WHAT TO PRODUCE. Search term "released": copy each line of the records that contains it.

Saved entries.

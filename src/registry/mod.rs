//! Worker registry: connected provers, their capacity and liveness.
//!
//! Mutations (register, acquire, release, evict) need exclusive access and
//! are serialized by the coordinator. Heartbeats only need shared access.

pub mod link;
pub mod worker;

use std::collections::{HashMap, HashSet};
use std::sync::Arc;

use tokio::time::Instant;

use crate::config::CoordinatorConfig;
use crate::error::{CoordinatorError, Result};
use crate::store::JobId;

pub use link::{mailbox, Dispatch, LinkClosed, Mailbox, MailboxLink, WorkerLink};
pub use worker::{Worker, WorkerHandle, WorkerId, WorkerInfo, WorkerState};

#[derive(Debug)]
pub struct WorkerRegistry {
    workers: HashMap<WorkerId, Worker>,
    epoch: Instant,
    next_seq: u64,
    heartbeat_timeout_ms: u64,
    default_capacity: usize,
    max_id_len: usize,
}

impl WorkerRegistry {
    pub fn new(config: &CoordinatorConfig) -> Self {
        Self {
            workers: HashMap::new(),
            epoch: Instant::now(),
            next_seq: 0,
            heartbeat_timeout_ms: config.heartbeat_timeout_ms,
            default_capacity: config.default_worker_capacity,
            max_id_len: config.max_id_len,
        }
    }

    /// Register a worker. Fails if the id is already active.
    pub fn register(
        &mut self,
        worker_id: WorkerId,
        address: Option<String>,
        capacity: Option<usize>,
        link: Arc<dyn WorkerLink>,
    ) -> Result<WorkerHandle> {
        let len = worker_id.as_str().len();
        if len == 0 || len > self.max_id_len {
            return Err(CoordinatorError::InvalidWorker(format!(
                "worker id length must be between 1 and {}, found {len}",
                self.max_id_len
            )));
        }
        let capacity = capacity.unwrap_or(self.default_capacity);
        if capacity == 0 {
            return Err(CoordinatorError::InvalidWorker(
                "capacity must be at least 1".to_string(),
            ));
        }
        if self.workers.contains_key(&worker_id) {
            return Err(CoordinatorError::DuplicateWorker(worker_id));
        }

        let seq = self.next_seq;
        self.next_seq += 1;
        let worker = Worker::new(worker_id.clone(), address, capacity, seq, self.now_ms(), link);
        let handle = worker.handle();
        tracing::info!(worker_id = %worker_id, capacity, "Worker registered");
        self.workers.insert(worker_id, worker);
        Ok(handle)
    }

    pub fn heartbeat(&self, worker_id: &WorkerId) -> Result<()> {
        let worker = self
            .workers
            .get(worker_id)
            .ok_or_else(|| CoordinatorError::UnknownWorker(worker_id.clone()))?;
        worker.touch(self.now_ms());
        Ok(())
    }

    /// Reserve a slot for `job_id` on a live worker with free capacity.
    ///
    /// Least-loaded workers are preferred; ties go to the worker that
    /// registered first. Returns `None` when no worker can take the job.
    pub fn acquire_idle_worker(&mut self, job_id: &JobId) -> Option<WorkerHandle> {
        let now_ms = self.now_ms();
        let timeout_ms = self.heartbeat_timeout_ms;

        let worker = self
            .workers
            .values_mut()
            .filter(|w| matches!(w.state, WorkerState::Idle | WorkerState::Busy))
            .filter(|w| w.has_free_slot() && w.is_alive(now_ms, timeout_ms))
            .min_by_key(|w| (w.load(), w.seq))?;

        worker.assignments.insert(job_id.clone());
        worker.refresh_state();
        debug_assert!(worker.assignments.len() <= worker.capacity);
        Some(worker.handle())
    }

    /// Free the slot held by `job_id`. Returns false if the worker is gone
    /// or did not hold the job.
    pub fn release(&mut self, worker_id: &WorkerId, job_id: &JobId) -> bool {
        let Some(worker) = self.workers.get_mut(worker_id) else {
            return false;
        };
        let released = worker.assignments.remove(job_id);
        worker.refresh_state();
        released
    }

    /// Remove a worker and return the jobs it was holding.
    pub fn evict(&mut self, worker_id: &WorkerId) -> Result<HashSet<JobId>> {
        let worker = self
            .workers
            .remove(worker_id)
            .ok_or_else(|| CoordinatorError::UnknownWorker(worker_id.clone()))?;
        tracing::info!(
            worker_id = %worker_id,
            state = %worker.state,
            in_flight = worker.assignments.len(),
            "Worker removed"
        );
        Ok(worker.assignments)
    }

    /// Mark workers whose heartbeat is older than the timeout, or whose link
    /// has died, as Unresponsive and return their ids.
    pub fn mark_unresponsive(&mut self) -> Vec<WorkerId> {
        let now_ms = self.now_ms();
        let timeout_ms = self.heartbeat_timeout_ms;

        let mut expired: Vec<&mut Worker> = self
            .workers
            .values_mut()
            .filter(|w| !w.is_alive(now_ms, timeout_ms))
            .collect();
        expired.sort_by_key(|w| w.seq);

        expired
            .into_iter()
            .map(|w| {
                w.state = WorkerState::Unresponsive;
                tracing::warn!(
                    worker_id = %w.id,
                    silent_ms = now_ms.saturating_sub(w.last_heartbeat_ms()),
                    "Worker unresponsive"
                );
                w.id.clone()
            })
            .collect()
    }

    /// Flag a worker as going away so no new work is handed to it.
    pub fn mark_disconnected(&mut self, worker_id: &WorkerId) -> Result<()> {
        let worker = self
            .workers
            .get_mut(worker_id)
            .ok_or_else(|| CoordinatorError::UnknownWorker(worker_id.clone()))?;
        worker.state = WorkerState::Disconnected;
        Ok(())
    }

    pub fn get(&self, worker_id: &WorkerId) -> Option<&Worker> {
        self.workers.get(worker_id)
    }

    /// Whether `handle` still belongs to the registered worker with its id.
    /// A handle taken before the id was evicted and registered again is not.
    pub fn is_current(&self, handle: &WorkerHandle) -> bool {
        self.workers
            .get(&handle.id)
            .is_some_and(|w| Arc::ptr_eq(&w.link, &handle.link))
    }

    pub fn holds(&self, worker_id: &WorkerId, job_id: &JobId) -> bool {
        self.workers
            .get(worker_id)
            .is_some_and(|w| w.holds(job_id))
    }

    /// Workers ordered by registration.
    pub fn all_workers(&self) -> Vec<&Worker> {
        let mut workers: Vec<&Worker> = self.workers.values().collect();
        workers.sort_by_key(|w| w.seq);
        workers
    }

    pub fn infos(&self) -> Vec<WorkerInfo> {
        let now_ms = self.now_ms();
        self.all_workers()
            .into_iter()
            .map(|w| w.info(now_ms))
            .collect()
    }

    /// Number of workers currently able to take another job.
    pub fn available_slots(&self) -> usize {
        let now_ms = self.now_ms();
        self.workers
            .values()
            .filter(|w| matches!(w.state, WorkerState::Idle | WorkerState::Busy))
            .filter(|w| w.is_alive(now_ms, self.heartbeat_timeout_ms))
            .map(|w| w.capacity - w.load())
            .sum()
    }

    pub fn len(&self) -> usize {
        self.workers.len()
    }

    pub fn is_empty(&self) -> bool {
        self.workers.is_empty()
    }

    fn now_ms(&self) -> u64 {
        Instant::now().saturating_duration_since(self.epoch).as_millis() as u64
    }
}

REPLY.
        let released = worker.assignments.remove(job_id);
        released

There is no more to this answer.